By this time it was time for another of my colleagues to come and take over reception for my lunch break. We spent the next 10 minutes looking for the missing staff card to no avail. I was wasting everyone's time and no small amount of oxygen in my floundering attempts to resolve this Keystone Cops situation. I had even been to the bathroom to see if it had slipped down into the depths of my chair somewhere, or even my person. This has happened before. I have found items under my cushion, stuck to my arse, and in all manner of other ludicrous places before now. Onen day last week I left a shoe outside my house and had to drive all the way back home, whereupon I discovered it had been moved to my doorstep by my cousin, who just happened to be dropping her kids off at my auntie's house because they were off school that day. It took some time to get into the bathroom to properly check if I had somehow managed to lose the card in any of these ways because when I opened the toilet door there was a girl there, sat on the toilet with her pants around her ankles. She apologised!! Well, she should have locked the door of the disabled toilet that she should never have been in in the first place, to be fair. I was so pre-occupied by the whole lost card scenario that I barely noticed her holiest of holies winking at me in any case. I just noncholantly shut the door as if the whole affair had never taken place.

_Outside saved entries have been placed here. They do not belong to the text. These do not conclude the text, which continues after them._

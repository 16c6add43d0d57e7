//! Recording lifecycle
//!
//! This module implements the candidate recording session:
//! - SessionMachine, the single transition function for the lifecycle
//! - Scheduler, the injected 1-second timer source
//! - RecordingController to drive capture, timer and upload hand-off

pub mod coordinator;
pub mod machine;
pub mod scheduler;
pub mod state;

pub use coordinator::{RecorderError, RecorderResult, RecordingController, RecordingEvent};
pub use machine::{Effect, Input, SessionMachine, Transition, TransitionError};
pub use scheduler::{ManualScheduler, Scheduler, TimerGuard, TimerTick, TokioScheduler};
pub use state::{RecorderConfig, RecordingSnapshot, RecordingState};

Finally I had to admit defeat and went in to deliver the comically bad news to my colleague. Just on the off chance I asked her whether anyone had brought her card back into the office. They had. It turns out another colleague had been passing by and noticed the offending card on the floor in the reception area. Without telling me she had just picked it up and given it back to its rightful owner. I'm used to feeling like an idiot but this was taking it to a whole new level. My colleague had saved my bacon but not let me in on the plot. Well, my colleague would save my bacon because I work for an employer which once averted a full scale nuclear war between the world's leading superpowers before sauntering off out to break the world record for the 200metre dash.
It's such a shame I'm not allowed to tell you who I work for.